The Torah in Parashat Devarim (4:41) briefly tells of the designation of three cities as arei miklat – cities of refuge to protect inadvertent killers. Moshe set aside three arei miklat east of the Jordan River, in the region which Benei Yisrael had captured from the kingdoms of Sichon and Og, and which was settled by the tribes of Reuven and God and half the tribe of Menashe. The Torah refers to the geography of this region with the term “mizrecha shamesh” (“east, [the direction of the] sun”), and the Gemara (Makkot 10a) and Midrash (Devarim Rabba 2:30) find it significant that the Torah mentions the sun in conjunction with the arei miklat. The Gemara states, “The Almighty said to Moshe: Shine the sun on the [inadvertent] murderer.” These cities of refuge are said to “shine the sun” on one who accidentally kills by offering him safety and protection.
How might we explain the association drawn between sunlight and the arei miklat?
One approach (suggested by Rav Yehuda Leib Ginsburg in Yalkut Yehuda) is that the cities of refuge allowed the inadvertent killer to live normally, without having to hide. If not for the arei miklat, the killer would be forced to live in hiding to protect himself from the victim’s vengeful relatives. Thus, the cities of refuge quite literally “shine the sun” on the inadvertent killer, by allowing him to go about freely outdoors, without having to hide.
Additionally, however, it has been suggested that the Gemara here speaks of sunlight in the symbolic sense. The institution of arei miklat is referred to by Chazal as “galut” (“exile”), expressing the punitive aspect of this law, the need to punish somebody who failed to exercise proper caution, and whose negligence led to the loss of human life. Here, however, the Gemara seems to point to an additional element of arei miklat, what we might call the therapeutic, or rehabilitative, aspect. An inadvertent killer is likely to fall into depression and experience intolerable pangs of conscience. The Levite residents of the city of refuge bear the responsibility of “shining the sun” on the new arrival, of lifting his spirits and easing his emotional distress. While on the one hand he is punished for his negligence, at the same time, the accidental nature of his crime should elicit empathy, sensitivity and understanding. This, perhaps, is the meaning of the Gemara’s comment, “shine the sun on the murderer.” Even as he is punished, he deserves to be helped through encouragement and empathy. (See Rav Yehuda Zoldan’s article on this topic.)

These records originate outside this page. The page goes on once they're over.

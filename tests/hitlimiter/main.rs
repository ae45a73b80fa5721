// tests/hitlimiter/main.rs

// test modules
mod concurrency_tests;

// Re-export common test utilities
pub use fixtures::test_clock::TestClock;
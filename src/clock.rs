// src/clock.rs

// clock module definition and implementations

// dependencies
use std::time::Instant;

/// Clock trait to abstract time retrieval.
/// Implementors must be thread-safe (Send + Sync).
/// The `now` method returns a reading in nanoseconds on a monotonic scale;
/// only the difference between two readings is meaningful.
/// The HitLimiter reads this clock once per decision.
pub trait Clock: Send + Sync {
    fn now(&self) -> u64;
}

/// Default clock backed by `std::time::Instant`.
/// Readings are nanoseconds elapsed since the clock was created,
/// so they never go backward.
#[derive(Debug, Clone, Copy)]
pub struct MonotonicClock {
    origin: Instant,
}

impl MonotonicClock {
    pub fn new() -> Self {
        Self {
            origin: Instant::now(),
        }
    }
}

impl Default for MonotonicClock {
    fn default() -> Self {
        Self::new()
    }
}

impl Clock for MonotonicClock {
    fn now(&self) -> u64 {
        // saturates after ~584 years of uptime
        u64::try_from(self.origin.elapsed().as_nanos()).unwrap_or(u64::MAX)
    }
}
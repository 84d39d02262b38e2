use catalog_api::CatalogContext;
use shared::domain::Identity;

#[derive(Clone)]
pub(crate) struct AppState {
    pub(crate) catalog: CatalogContext,
    /// Assumed identity for requests that name no owner. `None` when the
    /// auth bypass is off.
    pub(crate) session: Option<Identity>,
}
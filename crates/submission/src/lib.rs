//! Client-side piece submission: form validation, image staging and the
//! submit state machine.

mod backend;
pub mod form;
pub mod staging;
pub mod workflow;

pub use backend::CatalogBackend;
pub use form::PieceForm;
pub use staging::{ImageFile, ImageStager, StagedImage, StagingRejection, StagingReport};
pub use workflow::{Navigation, SubmissionWorkflow, SubmitOutcome, WorkflowState};
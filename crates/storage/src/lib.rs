use std::sync::Arc;

use anyhow::{bail, Result};
use async_trait::async_trait;
use shared::domain::{Category, CategoryId, OwnerId, Piece, PieceId};
use thiserror::Error;
use tokio::sync::RwLock;
use tracing::debug;

pub mod seed;

/// Returned (inside `anyhow::Error`) by `append` when the id is taken, so
/// callers can draw a fresh id and try again.
#[derive(Debug, Error)]
#[error("piece id {0} already exists")]
pub struct DuplicatePieceId(pub PieceId);

/// Create/read capability set over the piece store. There is no update or
/// delete path.
#[async_trait]
pub trait PieceRepository: Send + Sync {
    async fn list(&self) -> Result<Vec<Piece>>;
    async fn list_by_owner(&self, owner_id: &OwnerId) -> Result<Vec<Piece>>;
    async fn get_by_id(&self, id: &PieceId) -> Result<Option<Piece>>;
    async fn contains(&self, id: &PieceId) -> Result<bool>;
    /// Appends a piece. Fails on a duplicate id or an unknown category.
    async fn append(&self, piece: Piece) -> Result<()>;
    async fn len(&self) -> Result<usize>;
    async fn categories(&self) -> Result<Vec<Category>>;
    async fn category_by_id(&self, id: &CategoryId) -> Result<Option<Category>>;
}

#[derive(Debug, Default)]
struct StoreState {
    pieces: Vec<Piece>,
    categories: Vec<Category>,
}

impl StoreState {
    fn check_insertable(&self, piece: &Piece) -> Result<()> {
        if self.pieces.iter().any(|p| p.id == piece.id) {
            return Err(DuplicatePieceId(piece.id.clone()).into());
        }
        if !self.categories.contains(&piece.category) {
            bail!("piece {} references unknown category {}", piece.id, piece.category.id);
        }
        Ok(())
    }
}

/// In-memory store owned by whoever constructs it. Clones share the same
/// underlying lists.
#[derive(Clone, Debug)]
pub struct MemoryStore {
    state: Arc<RwLock<StoreState>>,
}

impl MemoryStore {
    pub fn new(categories: Vec<Category>) -> Self {
        Self {
            state: Arc::new(RwLock::new(StoreState {
                pieces: Vec::new(),
                categories,
            })),
        }
    }

    /// Default categories, no pieces.
    pub fn empty() -> Self {
        Self::new(seed::default_categories())
    }

    /// Default categories plus the demo pieces.
    pub fn seeded() -> Self {
        let categories = seed::default_categories();
        let pieces = seed::demo_pieces(&categories);
        Self {
            state: Arc::new(RwLock::new(StoreState { pieces, categories })),
        }
    }

    pub async fn with_pieces(categories: Vec<Category>, pieces: Vec<Piece>) -> Result<Self> {
        let store = Self::new(categories);
        for piece in pieces {
            store.append(piece).await?;
        }
        Ok(store)
    }
}

impl Default for MemoryStore {
    fn default() -> Self {
        Self::empty()
    }
}

#[async_trait]
impl PieceRepository for MemoryStore {
    async fn list(&self) -> Result<Vec<Piece>> {
        Ok(self.state.read().await.pieces.clone())
    }

    async fn list_by_owner(&self, owner_id: &OwnerId) -> Result<Vec<Piece>> {
        let state = self.state.read().await;
        Ok(state
            .pieces
            .iter()
            .filter(|p| p.is_owned_by(owner_id))
            .cloned()
            .collect())
    }

    async fn get_by_id(&self, id: &PieceId) -> Result<Option<Piece>> {
        let state = self.state.read().await;
        Ok(state.pieces.iter().find(|p| &p.id == id).cloned())
    }

    async fn contains(&self, id: &PieceId) -> Result<bool> {
        Ok(self.state.read().await.pieces.iter().any(|p| &p.id == id))
    }

    async fn append(&self, piece: Piece) -> Result<()> {
        let mut state = self.state.write().await;
        state.check_insertable(&piece)?;
        debug!(piece_id = %piece.id, owner_id = %piece.owner_id, "appending piece");
        state.pieces.push(piece);
        Ok(())
    }

    async fn len(&self) -> Result<usize> {
        Ok(self.state.read().await.pieces.len())
    }

    async fn categories(&self) -> Result<Vec<Category>> {
        Ok(self.state.read().await.categories.clone())
    }

    async fn category_by_id(&self, id: &CategoryId) -> Result<Option<Category>> {
        let state = self.state.read().await;
        Ok(state.categories.iter().find(|c| &c.id == id).cloned())
    }
}

#[cfg(test)]
#[path = "tests/lib_tests.rs"]
mod tests;
use async_trait::async_trait;
use reqwest::{Client, RequestBuilder, Response, StatusCode, Url};
use serde::de::DeserializeOwned;
use shared::{
    domain::{Category, Identity, OwnerId, Piece, PieceId},
    error::{ApiError, CatalogError},
    protocol::NewPieceSubmission,
};
use submission::CatalogBackend;
use tracing::debug;

/// Access Layer client speaking to the catalog server over HTTP.
#[derive(Clone)]
pub struct HttpCatalog {
    http: Client,
    server_url: String,
}

impl HttpCatalog {
    pub fn new(server_url: impl Into<String>) -> Self {
        let server_url: String = server_url.into();
        Self {
            http: Client::new(),
            server_url: server_url.trim_end_matches('/').to_string(),
        }
    }

    fn url(&self, path: &str) -> String {
        format!("{}{path}", self.server_url)
    }

    /// `/pieces/<id>` with the id percent-encoded as a single segment.
    fn piece_url(&self, id: &PieceId) -> Result<Url, CatalogError> {
        let mut url = Url::parse(&self.server_url)
            .map_err(|err| CatalogError::Transport(format!("invalid server url: {err}")))?;
        url.path_segments_mut()
            .map_err(|()| CatalogError::Transport("server url cannot carry a path".into()))?
            .pop_if_empty()
            .push("pieces")
            .push(id.as_str());
        Ok(url)
    }

    pub async fn session(&self) -> Result<Option<Identity>, CatalogError> {
        let res = send(self.http.get(self.url("/session"))).await?;
        if res.status() == StatusCode::NO_CONTENT {
            return Ok(None);
        }
        decode(res).await.map(Some)
    }

    pub async fn list_pieces(&self, owner_id: Option<&OwnerId>) -> Result<Vec<Piece>, CatalogError> {
        let req = with_owner(self.http.get(self.url("/pieces")), owner_id);
        decode(send(req).await?).await
    }

    /// `None` when the piece is unknown or belongs to someone else.
    pub async fn get_piece(
        &self,
        id: &PieceId,
        owner_id: Option<&OwnerId>,
    ) -> Result<Option<Piece>, CatalogError> {
        let req = with_owner(self.http.get(self.piece_url(id)?), owner_id);
        match decode(send(req).await?).await {
            Ok(piece) => Ok(Some(piece)),
            Err(CatalogError::NotFoundOrForbidden) => Ok(None),
            Err(err) => Err(err),
        }
    }
}

#[async_trait]
impl CatalogBackend for HttpCatalog {
    async fn list_categories(&self) -> Result<Vec<Category>, CatalogError> {
        decode(send(self.http.get(self.url("/categories"))).await?).await
    }

    async fn create_piece(
        &self,
        submission: NewPieceSubmission,
        owner_id: Option<&OwnerId>,
    ) -> Result<Piece, CatalogError> {
        let req = with_owner(self.http.post(self.url("/pieces")), owner_id).json(&submission);
        decode(send(req).await?).await
    }
}

fn with_owner(req: RequestBuilder, owner_id: Option<&OwnerId>) -> RequestBuilder {
    match owner_id {
        Some(owner_id) => req.query(&[("owner_id", owner_id.as_str())]),
        None => req,
    }
}

async fn send(req: RequestBuilder) -> Result<Response, CatalogError> {
    req.send()
        .await
        .map_err(|err| CatalogError::Transport(err.to_string()))
}

async fn decode<T: DeserializeOwned>(res: Response) -> Result<T, CatalogError> {
    let status = res.status();
    let body = res
        .bytes()
        .await
        .map_err(|err| CatalogError::Transport(err.to_string()))?;
    if status.is_success() {
        return serde_json::from_slice(&body)
            .map_err(|err| CatalogError::Transport(format!("unexpected response body: {err}")));
    }
    debug!(%status, "catalog request failed");
    Err(error_from_body(status, &body))
}

fn error_from_body(status: StatusCode, body: &[u8]) -> CatalogError {
    match serde_json::from_slice::<ApiError>(body) {
        Ok(api_error) => api_error.into_catalog_error(),
        Err(_) => CatalogError::Transport(format!("server returned {status}")),
    }
}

This perspective on the arei miklat reminds us that many times, even those who deserve to be reprimanded and punished also deserve sensitivity and understanding. The fact that somebody acted wrongly does not necessarily negate the need to “shine the sun” upon him, to try to lift him out of the darkness into which he has fallen and offer encouragement and support. If the person truly regrets his wrongdoing and seeks a new beginning, we are to provide whatever “light” we can to lift his spirits and help him regain his confidence and peace of mind as he tries to overcome his mistakes and move forward.